# IUD, Pap, then Prolapse? aka, wtf?



## Faerieshadow (Mar 31, 2005)

Ok. This will take a bit to go through, but I also need to process it as much as I need any answers. After I had my baby I switched from my midwife to an OB because my midwife was joining a practice outside of my area and not on my insurance. I did my PP visit (back in Nov, Dec) with this OB, had a pap done, had an abnormal result. Ok, fast forward a bit. June 10, had the Mirena put in. A month later I had my follow up pap smear.

The OB said this to me while down there: "Your pelvic floor hasn't suffered at all from having kids, it looks great!"

Ok, cool. Well after the pap, every time DH and I dtd I had tremendous pressure down in my girly parts - so much so that I had to take Ibuprofen and lay down afterward every time. If I didn't take Ibuprofen, I was out of commission for hours. I have a high pain tolerance, and I don't pop pills if I can help it, so this is a big deal, kwim? I thought at first that maybe there was just some irritation what with the IUD and the pap - both times the speculum fell out, an annoying plastic one that just did not like to stay where it was supposed to.

Anyway, two weeks of this went by so I called and made an appointment. DH told me that the last couple times we dtd he could feel something poking him. He hadn't felt it before, jsut the last two times.

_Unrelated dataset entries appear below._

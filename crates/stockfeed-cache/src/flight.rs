//! Per-fingerprint request de-duplication.

use std::collections::HashMap;
use std::sync::{Arc, Mutex, MutexGuard, Weak};

use tokio::sync::{Mutex as AsyncMutex, OwnedMutexGuard};
use tracing::warn;

use crate::Fingerprint;

/// Held by the one caller allowed to go upstream for a fingerprint.
///
/// Dropping the guard lets the next waiter in.
#[derive(Debug)]
pub struct FlightGuard {
    _guard: OwnedMutexGuard<()>,
}

/// Keyed async locks, one per fingerprint with callers in flight.
///
/// Locks are created on demand and forgotten once no caller holds or awaits
/// them.
#[derive(Debug, Default)]
pub struct SingleFlight {
    locks: Mutex<HashMap<Fingerprint, Weak<AsyncMutex<()>>>>,
}

impl SingleFlight {
    /// Creates an empty lock table.
    #[must_use]
    pub fn new() -> Self {
        Self::default()
    }

    fn lock_table(&self) -> MutexGuard<'_, HashMap<Fingerprint, Weak<AsyncMutex<()>>>> {
        self.locks.lock().unwrap_or_else(|poisoned| {
            warn!("single-flight mutex was poisoned, recovering");
            poisoned.into_inner()
        })
    }

    /// Waits until no other caller holds the lock for `fingerprint`.
    pub async fn acquire(&self, fingerprint: Fingerprint) -> FlightGuard {
        let lock = {
            let mut locks = self.lock_table();
            locks.retain(|_, weak| weak.strong_count() > 0);
            if let Some(existing) = locks.get(&fingerprint).and_then(Weak::upgrade) {
                existing
            } else {
                let fresh = Arc::new(AsyncMutex::new(()));
                locks.insert(fingerprint, Arc::downgrade(&fresh));
                fresh
            }
        };
        FlightGuard {
            _guard: lock.lock_owned().await,
        }
    }

    /// Returns the number of fingerprints with callers in flight.
    #[must_use]
    pub fn in_flight(&self) -> usize {
        self.lock_table()
            .values()
            .filter(|weak| weak.strong_count() > 0)
            .count()
    }
}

So I went in yesterday for my appointment. Started off great, results of my pap were normal, yay! The OB came in and asked me what was going on. So in goes the speculum... she can't find the strings, can't feel the IUD protruding, oh, wait, "here's your cervix, it's really low." She pushed the iud in farther as she talked to me.

She asked me how old my last baby is. (9 1/2 months.) She then asked me if when she put the IUD in they had done an ultrasound to make sure I wasn't pg. Um, no, were you supposed to? (Wasn't worried about being pg though, DD still nursing at least every 2 hours through the night and all, no ppaf, didn't ovulate until 15 months with ds.)

She then tells me I have prolapse, quite a bit. My reaction was of course to be stunned. She tod me it's probably because of the fact that I'm still nursing, so my body isn't making the estrogen to help tighten it back up. Once I'm done nursing, it should probably go back to normal once the estrogen does its job.

I said that could be awhle, DS nursed until he was 3. She said that's ok, in a couple years when you're done nursing, give it about six months after that and we'll re-evaluate.

What can I do in the meantime? "Nothing." Will it get worse? "No."

"Oh, but you'll still have that pressure you were talking about. I don't think that's the IUD, most people complain of cramps, not pressure."

So every time I dtd I have to prepare with Ibuprofen and make sure I can lay down afterward? "Yep, you'll get used to it."

Then she dropped the bomb on me. Asked if I was done having kids. Yes, we are. Asked if we were certain. Well, not certain enough to get DH the big V, obviously, but pretty certain.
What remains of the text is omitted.